In questa ottica come leggi il trasferimento di sede al Centro Direzionale di Napoli?
“Credo di averti risposto. È una scelta aziendale che rispetto ma che non mi compete”.
Ora che ne sei fuori…
“Io non sono fuori. Io resto un direttore del Mattino anche quando ho cessato il mio incarico, perché lo sono stato.
Ma…
“Non c’è nessun “ma”. Io questa responsabilità l’ho sentita. Capisco che possa essere insufficiente per la tua curiosità. Sei stata più penetrante di altri con le tue domande, e ti ho detto cose relative al coraggio che non avevo detto, ma questo è quanto…”
In effetti Barbano ha la capacità di chi sa il suo mestiere. Di chi può dire tutto senza aver detto nulla.
Ti sto intervistando per un giornale americano in lingua italiana, e la volontà di questa intervista nasce anche forse da un dubbio, chiamiamolo così, ossia se la tua vicenda debba preoccupare sul corso della politica italiana.
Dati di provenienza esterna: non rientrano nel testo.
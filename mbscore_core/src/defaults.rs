//! Built-in reference tables.
//!
//! Used whenever the configuration does not point at an external table.

use crate::advice::builtin_prevention;
use crate::reference::{DiseaseTable, EnterotypeTable, RangeTable, ReferenceData};
use crate::types::*;
use once_cell::sync::Lazy;
use std::collections::BTreeMap;

/// Version tag stamped on every built-in table
pub const BUILTIN_VERSION: &str = "builtin-1";

/// Cached default references - built once and shared by every engine
static DEFAULT_REFERENCES: Lazy<ReferenceData> = Lazy::new(build_default_references);

/// Get a reference to the cached built-in reference data
pub fn default_references() -> &'static ReferenceData {
    &DEFAULT_REFERENCES
}

/// Build the built-in reference data from scratch
///
/// **Note**: For production use, prefer `default_references()` which returns
/// a cached reference.
pub fn build_default_references() -> ReferenceData {
    ReferenceData::from_parts(
        build_default_ranges(),
        build_default_diseases(),
        build_default_enterotypes(),
        default_core_genera(),
        BUILTIN_VERSION.to_string(),
    )
}

/// The fixed, ordered 39-genus input of the age model
pub const CORE_GENERA: [&str; 39] = [
    "Bacteroides",
    "Prevotella",
    "Ruminococcus",
    "Faecalibacterium",
    "Bifidobacterium",
    "Lactobacillus",
    "Akkermansia",
    "Roseburia",
    "Blautia",
    "Coprococcus",
    "Dorea",
    "Eubacterium",
    "Alistipes",
    "Parabacteroides",
    "Odoribacter",
    "Butyricimonas",
    "Christensenella",
    "Oscillospira",
    "Subdoligranulum",
    "Lachnospira",
    "Anaerostipes",
    "Collinsella",
    "Streptococcus",
    "Veillonella",
    "Escherichia",
    "Klebsiella",
    "Enterococcus",
    "Enterobacter",
    "Clostridium",
    "Staphylococcus",
    "Desulfovibrio",
    "Bilophila",
    "Eggerthella",
    "Fusobacterium",
    "Sutterella",
    "Methanobrevibacter",
    "Megamonas",
    "Phascolarctobacterium",
    "Dialister",
];

fn default_core_genera() -> Vec<String> {
    CORE_GENERA.iter().map(|g| g.to_string()).collect()
}

// ============================================================================
// Reference ranges
// ============================================================================

fn range(taxon: &str, category: TaxonCategory, min: f64, max: f64, optimal: f64) -> ReferenceRange {
    ReferenceRange {
        taxon: taxon.into(),
        category,
        rank: Rank::Genus,
        minimum: min,
        maximum: max,
        optimal,
    }
}

fn build_default_ranges() -> RangeTable {
    use TaxonCategory::*;

    let taxa = vec![
        // Beneficial
        range("Bifidobacterium", Beneficial, 0.00183, 0.146, 0.05),
        range("Lactobacillus", Beneficial, 0.00008, 0.0003, 0.0002),
        range("Faecalibacterium", Beneficial, 0.00636, 0.1097, 0.05),
        range("Akkermansia", Beneficial, 0.0001, 0.0389, 0.01),
        range("Prevotella", Beneficial, 0.00014, 0.6613, 0.1),
        range("Roseburia", Beneficial, 0.001, 0.05, 0.02),
        range("Coprococcus", Beneficial, 0.00009, 0.0057, 0.002),
        range("Butyricimonas", Beneficial, 0.00014, 0.0086, 0.003),
        range("Odoribacter", Beneficial, 0.00013, 0.0061, 0.002),
        range("Alistipes", Beneficial, 0.0001, 0.0289, 0.01),
        range("Christensenella", Beneficial, 0.00005, 0.005, 0.001),
        range("Blautia", Beneficial, 0.005, 0.08, 0.03),
        range("Lachnospira", Beneficial, 0.001, 0.03, 0.01),
        // Conditional pathogens
        range("Veillonella", Conditional, 0.0, 0.0022, 0.001),
        range("Streptococcus", Conditional, 0.0, 0.02, 0.005),
        range("Bacteroides", Conditional, 0.0, 0.30, 0.15),
        range("Eggerthella", Conditional, 0.0, 0.001, 0.0005),
        range("Peptostreptococcus", Conditional, 0.0, 0.001, 0.0005),
        range("Haemophilus", Conditional, 0.0, 0.005, 0.002),
        range("Enterobacter", Conditional, 0.0, 0.002, 0.001),
        range("Citrobacter", Conditional, 0.0, 0.001, 0.0005),
        range("Proteus", Conditional, 0.0, 0.0005, 0.0),
        range("Morganella", Conditional, 0.0, 0.0005, 0.0),
        range("Desulfovibrio", Conditional, 0.0, 0.005, 0.002),
        range("Bilophila", Conditional, 0.0, 0.003, 0.001),
        range("Collinsella", Conditional, 0.0, 0.02, 0.005),
        range("Dorea", Conditional, 0.0, 0.02, 0.008),
        range("Parabacteroides", Conditional, 0.0, 0.04, 0.015),
        // Harmful
        range("Escherichia", Harmful, 0.0, 0.005, 0.0),
        range("Shigella", Harmful, 0.0, 0.0014, 0.0),
        range("Salmonella", Harmful, 0.0, 0.0001, 0.0),
        range("Clostridioides", Harmful, 0.0, 0.00001, 0.0),
        range("Staphylococcus", Harmful, 0.0, 0.001, 0.0),
        range("Klebsiella", Harmful, 0.0, 0.0011, 0.0),
        range("Enterococcus", Harmful, 0.0, 0.005, 0.0),
        range("Fusobacterium", Harmful, 0.0, 0.001, 0.0),
        range("Campylobacter", Harmful, 0.0, 0.0001, 0.0),
        range("Helicobacter", Harmful, 0.0, 0.0001, 0.0),
        range("Porphyromonas", Harmful, 0.0, 0.001, 0.0),
        range("Pseudomonas", Harmful, 0.0, 0.0005, 0.0),
        range("Yersinia", Harmful, 0.0, 0.0001, 0.0),
        range("Vibrio", Harmful, 0.0, 0.0001, 0.0),
        range("Listeria", Harmful, 0.0, 0.0001, 0.0),
    ];

    RangeTable {
        version: BUILTIN_VERSION.into(),
        taxa,
    }
}

// ============================================================================
// Disease associations
// ============================================================================

fn up(taxon: &str, weight: f64) -> TaxonAssociation {
    TaxonAssociation {
        taxon: taxon.into(),
        rank: Rank::Genus,
        direction: Direction::Up,
        weight,
    }
}

fn down(taxon: &str, weight: f64) -> TaxonAssociation {
    TaxonAssociation {
        taxon: taxon.into(),
        rank: Rank::Genus,
        direction: Direction::Down,
        weight,
    }
}

fn up_species(taxon: &str, weight: f64) -> TaxonAssociation {
    TaxonAssociation {
        rank: Rank::Species,
        ..up(taxon, weight)
    }
}

fn disease(
    name: &str,
    display_name: &str,
    associations: Vec<TaxonAssociation>,
    normalization_constant: f64,
) -> DiseaseProfile {
    DiseaseProfile {
        name: name.into(),
        display_name: Some(display_name.into()),
        associations,
        normalization_constant,
        tiers: TierThresholds::default(),
        prevention: builtin_prevention(name),
    }
}

fn build_default_diseases() -> DiseaseTable {
    let diseases = vec![
        disease(
            "IBD",
            "炎症性肠病",
            vec![
                up("Escherichia", 60.0),
                up("Streptococcus", 40.0),
                up("Eggerthella", 50.0),
                up("Klebsiella", 60.0),
                up_species("Ruminococcus_gnavus", 50.0),
                down("Faecalibacterium", 20.0),
                down("Akkermansia", 25.0),
                down("Coprococcus", 30.0),
                down("Roseburia", 25.0),
            ],
            4.0,
        ),
        disease(
            "IBS",
            "肠易激综合征",
            vec![
                up("Veillonella", 50.0),
                up("Streptococcus", 40.0),
                up_species("Ruminococcus_gnavus", 50.0),
                up("Dorea", 30.0),
                down("Bifidobacterium", 20.0),
                down("Lactobacillus", 40.0),
                down("Faecalibacterium", 20.0),
            ],
            4.0,
        ),
        disease(
            "Constipation",
            "便秘",
            vec![
                up("Clostridium", 30.0),
                up("Veillonella", 40.0),
                up("Methanobrevibacter", 50.0),
                down("Lactobacillus", 40.0),
                down("Bifidobacterium", 20.0),
                down("Prevotella", 10.0),
            ],
            4.0,
        ),
        disease(
            "CRC",
            "结直肠癌",
            vec![
                up("Fusobacterium", 80.0),
                up("Porphyromonas", 60.0),
                up("Peptostreptococcus", 60.0),
                up_species("Bacteroides_fragilis", 40.0),
                down("Bifidobacterium", 20.0),
                down("Lactobacillus", 40.0),
                down("Faecalibacterium", 20.0),
            ],
            3.0,
        ),
        disease(
            "Celiac",
            "乳糜泻",
            vec![
                up("Escherichia", 40.0),
                up("Staphylococcus", 50.0),
                up("Bacteroides", 10.0),
                down("Bifidobacterium", 25.0),
                down("Lactobacillus", 40.0),
            ],
            4.0,
        ),
        disease(
            "Diabetes",
            "2型糖尿病",
            vec![
                up("Peptostreptococcus", 50.0),
                up("Clostridium", 30.0),
                up("Desulfovibrio", 50.0),
                up("Escherichia", 30.0),
                down("Prevotella", 10.0),
                down("Roseburia", 25.0),
                down("Akkermansia", 30.0),
                down("Faecalibacterium", 20.0),
            ],
            4.0,
        ),
        disease(
            "Obesity",
            "肥胖",
            vec![
                up("Staphylococcus", 50.0),
                up("Collinsella", 30.0),
                up("Enterobacter", 40.0),
                down("Akkermansia", 30.0),
                down("Christensenella", 50.0),
                down("Prevotella", 10.0),
            ],
            4.0,
        ),
        disease(
            "NAFLD",
            "非酒精性脂肪肝",
            vec![
                up("Klebsiella", 60.0),
                up("Escherichia", 40.0),
                up("Veillonella", 40.0),
                down("Ruminococcus", 20.0),
                down("Akkermansia", 25.0),
                down("Faecalibacterium", 20.0),
            ],
            4.0,
        ),
        disease(
            "CVD",
            "心血管疾病",
            vec![
                up("Klebsiella", 50.0),
                up("Streptococcus", 40.0),
                up("Enterobacter", 40.0),
                up("Collinsella", 30.0),
                down("Prevotella", 10.0),
                down("Roseburia", 25.0),
                down("Faecalibacterium", 20.0),
            ],
            4.0,
        ),
        disease(
            "Depression",
            "抑郁症",
            vec![
                up("Eggerthella", 60.0),
                up("Veillonella", 40.0),
                up("Alistipes", 20.0),
                down("Bifidobacterium", 20.0),
                down("Lactobacillus", 40.0),
                down("Faecalibacterium", 20.0),
                down("Coprococcus", 30.0),
            ],
            4.0,
        ),
        disease(
            "Autism",
            "自闭症",
            vec![
                up("Clostridium", 30.0),
                up("Desulfovibrio", 50.0),
                up("Sutterella", 40.0),
                down("Bifidobacterium", 20.0),
                down("Prevotella", 10.0),
                down("Coprococcus", 30.0),
            ],
            4.0,
        ),
        disease(
            "Parkinson",
            "帕金森病",
            vec![
                up("Akkermansia", 20.0),
                up("Enterococcus", 40.0),
                up("Desulfovibrio", 40.0),
                down("Prevotella", 10.0),
                down("Faecalibacterium", 20.0),
                down("Roseburia", 25.0),
                down("Blautia", 15.0),
            ],
            4.0,
        ),
        disease(
            "Eczema",
            "湿疹",
            vec![
                up("Escherichia", 40.0),
                up("Staphylococcus", 50.0),
                up("Veillonella", 30.0),
                down("Bifidobacterium", 20.0),
                down("Lactobacillus", 40.0),
                down("Ruminococcus", 20.0),
            ],
            4.0,
        ),
        disease(
            "RA",
            "类风湿性关节炎",
            vec![
                up("Collinsella", 40.0),
                up("Eggerthella", 40.0),
                up_species("Prevotella_copri", 30.0),
                down("Faecalibacterium", 20.0),
                down("Bifidobacterium", 20.0),
                down("Haemophilus", 20.0),
            ],
            4.0,
        ),
    ];

    DiseaseTable {
        version: BUILTIN_VERSION.into(),
        diseases,
    }
}

// ============================================================================
// Enterotype centroids
// ============================================================================

/// Genera spanning the enterotype feature space
pub const ENTEROTYPE_GENERA: [&str; 8] = [
    "Bacteroides",
    "Prevotella",
    "Ruminococcus",
    "Faecalibacterium",
    "Alistipes",
    "Parabacteroides",
    "Blautia",
    "Bifidobacterium",
];

fn centroid(label: Enterotype, dominant: &str, values: [f64; 8]) -> EnterotypeCentroid {
    let profile: BTreeMap<String, f64> = ENTEROTYPE_GENERA
        .iter()
        .zip(values)
        .map(|(genus, v)| (genus.to_string(), v))
        .collect();
    EnterotypeCentroid {
        label,
        dominant_genus: dominant.into(),
        profile,
    }
}

fn build_default_enterotypes() -> EnterotypeTable {
    EnterotypeTable {
        version: BUILTIN_VERSION.into(),
        genera: ENTEROTYPE_GENERA.iter().map(|g| g.to_string()).collect(),
        centroids: vec![
            centroid(
                Enterotype::BacteroidesDominant,
                "Bacteroides",
                [0.30, 0.02, 0.03, 0.06, 0.04, 0.03, 0.03, 0.02],
            ),
            centroid(
                Enterotype::PrevotellaDominant,
                "Prevotella",
                [0.05, 0.30, 0.03, 0.06, 0.01, 0.01, 0.02, 0.02],
            ),
            centroid(
                Enterotype::RuminococcusDominant,
                "Ruminococcus",
                [0.08, 0.02, 0.12, 0.08, 0.03, 0.02, 0.06, 0.03],
            ),
        ],
    }
}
“Penso che… (qui la pausa è più lunga, tanto che devo sincerarmi che non sia caduta la linea) la mia vicenda sia una vicenda di mercato, che non ha cioè una valenza politica diretta. Ritengo tuttavia che in questo momento nel Paese si sia imposto un senso comune nella lettura dei fenomeni che somiglia a un conformismo e che ha messo in crisi e mortificato la democrazia italiana. E penso che sia giusto rimettere in moto una pedagogia civile per impegnarsi a ricostruirla. Ma lo stesso problema c’è in America, dove si è imposta una lettura semplificata e semplificatrice della realtà, e dove c’è altrettanto bisogno di pensiero critico, perché anche lì le forme della democrazia sono state messe a dura prova”.
Sei di ritorno da una presentazione del tuo ultimo libro (Troppi Diritti – L’italia Tradita dalla Libertà): come hai raccontato il tuo libro oggi, dopo quello che è successo a te?
“Il mio libro l’ho scritto prima del voto del 4 marzo, ma racconta di quell’analfabetismo istituzionale e di quell’incapacità di trovare sintesi che si è espressa nelle urne. A quel voto, insieme chiaro nella volontà di protesta ma contraddittorio nelle soluzioni, è seguito il contratto senza alleanza che governa l’Italia: è una sorta di patto della sfiducia, perché il contratto senza alleanza è una istituto di diritto privato tra soggetti che diffidano l’uno dall’altro. Perché questo contratto determini un governo di legislatura occorre che si trasformi in un’alleanza che persegua quel contratto. Ecco perché una nuova pedagogia civile oggi è utile tanto alla società quanto a chi la rappresenta, dalla maggioranza e dall’opposizione. Bisogna tornare a investire sulla democrazia rappresentativa che, per quanto imperfetta, resta, come diceva Churchill “la migliore forma di governo”.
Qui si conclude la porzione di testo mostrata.